use std::collections::VecDeque;
use std::sync::Arc;

use log::{debug, error};
use parking_lot::Mutex;

use crate::decoder::ModelDecoder;
use crate::ifc::DecodeError;
use crate::scene::RenderableObject;

/// In-memory model file waiting to be decoded.
#[derive(Debug, Clone, PartialEq)]
pub struct FileSource {
    pub name: String,
    pub bytes: Vec<u8>,
}

impl FileSource {
    pub fn new(name: impl Into<String>, bytes: Vec<u8>) -> Self {
        Self {
            name: name.into(),
            bytes,
        }
    }
}

/// Result of decoding one file.
#[derive(Debug)]
pub struct LoadOutcome {
    /// Position of the request among everything this loader was asked to load.
    pub sequence: usize,
    pub name: String,
    pub result: Result<RenderableObject, DecodeError>,
}

type CompletionQueue = Arc<Mutex<VecDeque<LoadOutcome>>>;

/// Decodes model files off the frame loop and queues the results.
///
/// Every request completes independently; the frame loop collects finished
/// work with [`ModelLoader::drain`] in completion order.
#[derive(Clone)]
pub struct ModelLoader {
    decoder: Arc<dyn ModelDecoder>,
    queue: CompletionQueue,
    state: Arc<Mutex<LoaderState>>,
}

#[derive(Default)]
struct LoaderState {
    next_sequence: usize,
    in_flight: usize,
    #[cfg(not(target_arch = "wasm32"))]
    workers: Vec<std::thread::JoinHandle<()>>,
}

impl ModelLoader {
    pub fn new(decoder: Arc<dyn ModelDecoder>) -> Self {
        Self {
            decoder,
            queue: Arc::new(Mutex::new(VecDeque::new())),
            state: Arc::new(Mutex::new(LoaderState::default())),
        }
    }

    /// Takes every outcome completed so far.
    pub fn drain(&self) -> Vec<LoadOutcome> {
        self.queue.lock().drain(..).collect()
    }

    /// Number of requests that have not completed yet.
    pub fn pending(&self) -> usize {
        self.state.lock().in_flight
    }

    fn begin(&self) -> usize {
        let mut state = self.state.lock();
        state.in_flight += 1;
        let sequence = state.next_sequence;
        state.next_sequence += 1;
        sequence
    }

    fn complete(queue: &CompletionQueue, state: &Mutex<LoaderState>, outcome: LoadOutcome) {
        match &outcome.result {
            Ok(object) => debug!("decoded {} ({} parts)", outcome.name, object.parts.len()),
            Err(err) => error!("failed to load {}: {err}", outcome.name),
        }
        queue.lock().push_back(outcome);
        let mut state = state.lock();
        state.in_flight = state.in_flight.saturating_sub(1);
    }

    fn decode(decoder: &dyn ModelDecoder, sequence: usize, source: FileSource) -> LoadOutcome {
        let result = decoder.decode(&source.name, &source.bytes);
        LoadOutcome {
            sequence,
            name: source.name,
            result,
        }
    }
}

#[cfg(not(target_arch = "wasm32"))]
mod native {
    use std::path::PathBuf;
    use std::sync::Arc;
    use std::thread;

    use log::warn;

    use super::{FileSource, LoadOutcome, ModelLoader};
    use crate::ifc::DecodeError;

    impl ModelLoader {
        /// Decodes each source on its own worker thread.
        pub fn load_sources(&self, sources: Vec<FileSource>) {
            for source in sources {
                let sequence = self.begin();
                let name = source.name.clone();
                self.spawn(sequence, name, move || Ok(source));
            }
        }

        /// Reads and decodes each file on its own worker thread.
        pub fn load_paths(&self, paths: Vec<PathBuf>) {
            for path in paths {
                let sequence = self.begin();
                let name = display_name(&path);
                let file_name = name.clone();
                self.spawn(sequence, name, move || {
                    std::fs::read(&path)
                        .map(|bytes| FileSource::new(file_name, bytes))
                        .map_err(|source| DecodeError::Io {
                            path: path.display().to_string(),
                            source,
                        })
                });
            }
        }

        /// Blocks until every worker started so far has finished.
        pub fn wait(&self) {
            let workers: Vec<_> = self.state.lock().workers.drain(..).collect();
            for worker in workers {
                if worker.join().is_err() {
                    warn!("model decode worker panicked");
                }
            }
        }

        fn spawn<F>(&self, sequence: usize, name: String, read: F)
        where
            F: FnOnce() -> Result<FileSource, DecodeError> + Send + 'static,
        {
            let decoder = Arc::clone(&self.decoder);
            let queue = Arc::clone(&self.queue);
            let state = Arc::clone(&self.state);
            let thread_name = format!("decode-{sequence}");
            let worker_name = name.clone();
            let spawned = thread::Builder::new().name(thread_name).spawn(move || {
                let outcome = match read() {
                    Ok(source) => ModelLoader::decode(decoder.as_ref(), sequence, source),
                    Err(err) => LoadOutcome {
                        sequence,
                        name: worker_name,
                        result: Err(err),
                    },
                };
                ModelLoader::complete(&queue, &state, outcome);
            });
            match spawned {
                Ok(handle) => self.state.lock().workers.push(handle),
                Err(err) => {
                    let outcome = LoadOutcome {
                        sequence,
                        name: name.clone(),
                        result: Err(DecodeError::Io { path: name, source: err }),
                    };
                    ModelLoader::complete(&self.queue, &self.state, outcome);
                }
            }
        }
    }

    fn display_name(path: &std::path::Path) -> String {
        path.file_name()
            .map(|name| name.to_string_lossy().into_owned())
            .unwrap_or_else(|| path.display().to_string())
    }
}

#[cfg(target_arch = "wasm32")]
mod web {
    use js_sys::Uint8Array;
    use wasm_bindgen_futures::{spawn_local, JsFuture};
    use web_sys::{File, FileList};

    use super::{FileSource, LoadOutcome, ModelLoader};
    use crate::ifc::DecodeError;

    impl ModelLoader {
        /// Decodes in-memory sources as browser tasks.
        pub fn load_sources(&self, sources: Vec<FileSource>) {
            for source in sources {
                let sequence = self.begin();
                let loader = self.clone();
                spawn_local(async move {
                    let outcome = ModelLoader::decode(loader.decoder.as_ref(), sequence, source);
                    ModelLoader::complete(&loader.queue, &loader.state, outcome);
                });
            }
        }

        /// Reads every selected file and decodes it as a browser task.
        pub fn load_web_files(&self, files: &FileList) {
            for index in 0..files.length() {
                let Some(file) = files.get(index) else {
                    continue;
                };
                let sequence = self.begin();
                let loader = self.clone();
                spawn_local(async move {
                    let name = file.name();
                    let outcome = match read_file(&file).await {
                        Ok(bytes) => ModelLoader::decode(
                            loader.decoder.as_ref(),
                            sequence,
                            FileSource::new(name, bytes),
                        ),
                        Err(err) => LoadOutcome {
                            sequence,
                            name,
                            result: Err(err),
                        },
                    };
                    ModelLoader::complete(&loader.queue, &loader.state, outcome);
                });
            }
        }
    }

    async fn read_file(file: &File) -> Result<Vec<u8>, DecodeError> {
        let buffer = JsFuture::from(file.array_buffer())
            .await
            .map_err(|err| DecodeError::Io {
                path: file.name(),
                source: std::io::Error::new(std::io::ErrorKind::Other, format!("{err:?}")),
            })?;
        Ok(Uint8Array::new(&buffer).to_vec())
    }
}

#[cfg(all(test, not(target_arch = "wasm32")))]
mod tests {
    use std::io::Write;

    use tempfile::NamedTempFile;

    use super::*;
    use crate::scene::MeshPart;

    struct FakeDecoder;

    impl ModelDecoder for FakeDecoder {
        fn decode(&self, name: &str, bytes: &[u8]) -> Result<RenderableObject, DecodeError> {
            if bytes.starts_with(b"ok") {
                Ok(RenderableObject::new(name, Vec::<MeshPart>::new()))
            } else {
                Err(DecodeError::NotStep)
            }
        }
    }

    fn loader() -> ModelLoader {
        ModelLoader::new(Arc::new(FakeDecoder))
    }

    #[test]
    fn every_source_completes_independently() {
        let loader = loader();
        loader.load_sources(vec![
            FileSource::new("a.ifc", b"ok".to_vec()),
            FileSource::new("broken.ifc", b"nope".to_vec()),
            FileSource::new("c.ifc", b"ok".to_vec()),
        ]);
        loader.wait();
        assert_eq!(loader.pending(), 0);

        let mut outcomes = loader.drain();
        outcomes.sort_by_key(|o| o.sequence);
        let names: Vec<_> = outcomes.iter().map(|o| o.name.as_str()).collect();
        assert_eq!(names, ["a.ifc", "broken.ifc", "c.ifc"]);
        assert!(outcomes[0].result.is_ok());
        assert!(outcomes[1].result.is_err());
        assert!(outcomes[2].result.is_ok());
        assert!(loader.drain().is_empty());
    }

    #[test]
    fn missing_path_reports_io_error() {
        let loader = loader();
        let mut file = NamedTempFile::new().unwrap();
        file.write_all(b"ok").unwrap();
        loader.load_paths(vec![file.path().to_path_buf(), "/definitely/missing.ifc".into()]);
        loader.wait();

        let mut outcomes = loader.drain();
        outcomes.sort_by_key(|o| o.sequence);
        assert_eq!(outcomes.len(), 2);
        assert!(outcomes[0].result.is_ok());
        assert_eq!(outcomes[1].name, "missing.ifc");
        assert!(matches!(outcomes[1].result, Err(DecodeError::Io { .. })));
    }

    #[test]
    fn clones_share_the_queue() {
        let loader = loader();
        let clone = loader.clone();
        clone.load_sources(vec![FileSource::new("a.ifc", b"ok".to_vec())]);
        clone.wait();
        assert_eq!(loader.drain().len(), 1);
    }
}
use glam::Vec3;
use serde::{Deserialize, Serialize};

/// `f32` values per line vertex: `position.xyz` followed by `color.rgb`.
pub const LINE_VERTEX_STRIDE: usize = 6;

const GRID_CENTER_COLOR: Vec3 = Vec3::new(0.267, 0.267, 0.267);
const GRID_LINE_COLOR: Vec3 = Vec3::new(0.533, 0.533, 0.533);

/// Colored line segments drawn as a navigation aid.
#[derive(Debug, Clone, PartialEq, Default, Serialize, Deserialize)]
pub struct LineSet {
    pub vertices: Vec<f32>,
    /// Draw on top of the model, ignoring depth.
    pub overlay: bool,
}

impl LineSet {
    pub fn segment_count(&self) -> usize {
        self.vertices.len() / (LINE_VERTEX_STRIDE * 2)
    }

    pub fn push_segment(&mut self, from: Vec3, to: Vec3, color: Vec3) {
        for point in [from, to] {
            self.vertices.extend_from_slice(&point.to_array());
            self.vertices.extend_from_slice(&color.to_array());
        }
    }

    /// Square grid on the XZ plane centered on the origin.
    pub fn grid(size: f32, divisions: u32) -> Self {
        let mut lines = Self::default();
        let divisions = divisions.max(1);
        let half = size / 2.0;
        let center = divisions / 2;
        for i in 0..=divisions {
            let k = -half + size * i as f32 / divisions as f32;
            let color = if i == center && divisions % 2 == 0 {
                GRID_CENTER_COLOR
            } else {
                GRID_LINE_COLOR
            };
            lines.push_segment(Vec3::new(-half, 0.0, k), Vec3::new(half, 0.0, k), color);
            lines.push_segment(Vec3::new(k, 0.0, -half), Vec3::new(k, 0.0, half), color);
        }
        lines
    }

    /// X, Y and Z axes in red, green and blue, drawn over the model.
    pub fn axes(size: f32) -> Self {
        let mut lines = Self {
            vertices: Vec::new(),
            overlay: true,
        };
        lines.push_segment(Vec3::ZERO, Vec3::X * size, Vec3::X);
        lines.push_segment(Vec3::ZERO, Vec3::Y * size, Vec3::Y);
        lines.push_segment(Vec3::ZERO, Vec3::Z * size, Vec3::Z);
        lines
    }
}
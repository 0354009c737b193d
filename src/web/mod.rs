#![cfg(target_arch = "wasm32")]

use std::sync::Arc;

use anyhow::{anyhow, Context, Result};
use gloo_events::EventListener;
use wasm_bindgen::prelude::*;
use wasm_bindgen::JsCast;
use web_sys::{window, HtmlCanvasElement, HtmlInputElement};
use winit::dpi::LogicalSize;
use winit::event_loop::{ControlFlow, EventLoop};
use winit::platform::web::{EventLoopExtWebSys, WindowAttributesExtWebSys};
use winit::window::Window;

use crate::app::ViewerApp;
use crate::config::ViewerConfig;
use crate::decoder::IfcDecoder;
use crate::input::InputState;
use crate::loader::ModelLoader;
use crate::render::Renderer;
use crate::viewer::ViewerContext;

#[wasm_bindgen(start)]
pub fn bootstrap() {
    console_error_panic_hook::set_once();
    wasm_logger::init(wasm_logger::Config::default());
}

/// Starts the viewer on the canvas `canvas_id`; files picked in the
/// `<input type="file">` element `file_input_id` are loaded into the scene.
///
/// `on_failure`, when given, is called as `on_failure(name, message)` for
/// every file that cannot be loaded.
#[wasm_bindgen]
pub async fn run(
    canvas_id: String,
    file_input_id: String,
    on_failure: Option<js_sys::Function>,
) -> Result<(), JsValue> {
    start(&canvas_id, &file_input_id, on_failure)
        .await
        .map_err(|err| JsValue::from_str(&format!("{err:#}")))
}

async fn start(canvas_id: &str, file_input_id: &str, on_failure: Option<js_sys::Function>) -> Result<()> {
    let document = window()
        .and_then(|win| win.document())
        .ok_or_else(|| anyhow!("document not available"))?;
    let canvas: HtmlCanvasElement = document
        .get_element_by_id(canvas_id)
        .ok_or_else(|| anyhow!("canvas element {canvas_id:?} not found"))?
        .dyn_into()
        .map_err(|_| anyhow!("element {canvas_id:?} is not a canvas"))?;
    let file_input: HtmlInputElement = document
        .get_element_by_id(file_input_id)
        .ok_or_else(|| anyhow!("file input {file_input_id:?} not found"))?
        .dyn_into()
        .map_err(|_| anyhow!("element {file_input_id:?} is not an input"))?;

    let config = ViewerConfig::default();
    let event_loop = EventLoop::new().context("failed to create event loop")?;
    #[allow(deprecated)]
    let window = Arc::new(
        event_loop
            .create_window(
                Window::default_attributes()
                    .with_canvas(Some(canvas.clone()))
                    .with_prevent_default(true)
                    .with_transparent(true),
            )
            .context("failed to create window")?,
    );
    fit_to_container(&window, &canvas);

    let renderer = Renderer::new(Arc::clone(&window), config.clear_color).await?;
    let size = window.inner_size();
    let viewer = ViewerContext::new(&config, size.width, size.height);
    let loader = ModelLoader::new(Arc::new(IfcDecoder::new(config.decoder.clone())));
    let input = Arc::new(InputState::new());

    let listeners = vec![
        file_listener(&file_input, loader.clone()),
        resize_listener(Arc::clone(&window), canvas)?,
    ];

    let mut app = ViewerApp::new(renderer, viewer, loader, input, config.max_pixel_ratio);
    if let Some(callback) = on_failure {
        app.on_load_failure(move |failure| {
            let name = JsValue::from_str(&failure.name);
            let message = JsValue::from_str(&failure.error);
            if let Err(err) = callback.call2(&JsValue::NULL, &name, &message) {
                log::warn!("load failure callback threw: {err:?}");
            }
        });
    }

    #[allow(deprecated)]
    event_loop.spawn(move |event, elwt| {
        let _keep_alive = &listeners;
        elwt.set_control_flow(ControlFlow::Poll);
        if let Err(err) = app.process_event(&event, elwt) {
            log::error!("viewer stopped: {err:?}");
            elwt.exit();
        }
    });

    Ok(())
}

fn file_listener(input: &HtmlInputElement, loader: ModelLoader) -> EventListener {
    let element = input.clone();
    EventListener::new(input, "change", move |_| {
        let Some(files) = element.files() else {
            return;
        };
        log::info!("loading {} selected file(s)", files.length());
        loader.load_web_files(&files);
        element.set_value("");
    })
}

fn resize_listener(window: Arc<Window>, canvas: HtmlCanvasElement) -> Result<EventListener> {
    let browser = web_sys::window().ok_or_else(|| anyhow!("window not available"))?;
    Ok(EventListener::new(&browser, "resize", move |_| {
        fit_to_container(&window, &canvas);
    }))
}

/// Sizes the canvas to the element that contains it.
fn fit_to_container(window: &Window, canvas: &HtmlCanvasElement) {
    let Some(container) = canvas.parent_element() else {
        return;
    };
    let (width, height) = (container.client_width(), container.client_height());
    if width <= 0 || height <= 0 {
        return;
    }
    let _ = window.request_inner_size(LogicalSize::new(width as f64, height as f64));
}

===============

INSTRUCTIONS FOR THE TASK ->
Only those lines of the entries above that run from the line containing "self.spawn(sequence, name, move || Ok(source));" to the line containing "let file_name = name.clone();", both included, should be transcribed exactly.

WORKED SOLUTION ->
                self.spawn(sequence, name, move || Ok(source));
            }
        }

        /// Reads and decodes each file on its own worker thread.
        pub fn load_paths(&self, paths: Vec<PathBuf>) {
            for path in paths {
                let sequence = self.begin();
                let name = display_name(&path);
                let file_name = name.clone();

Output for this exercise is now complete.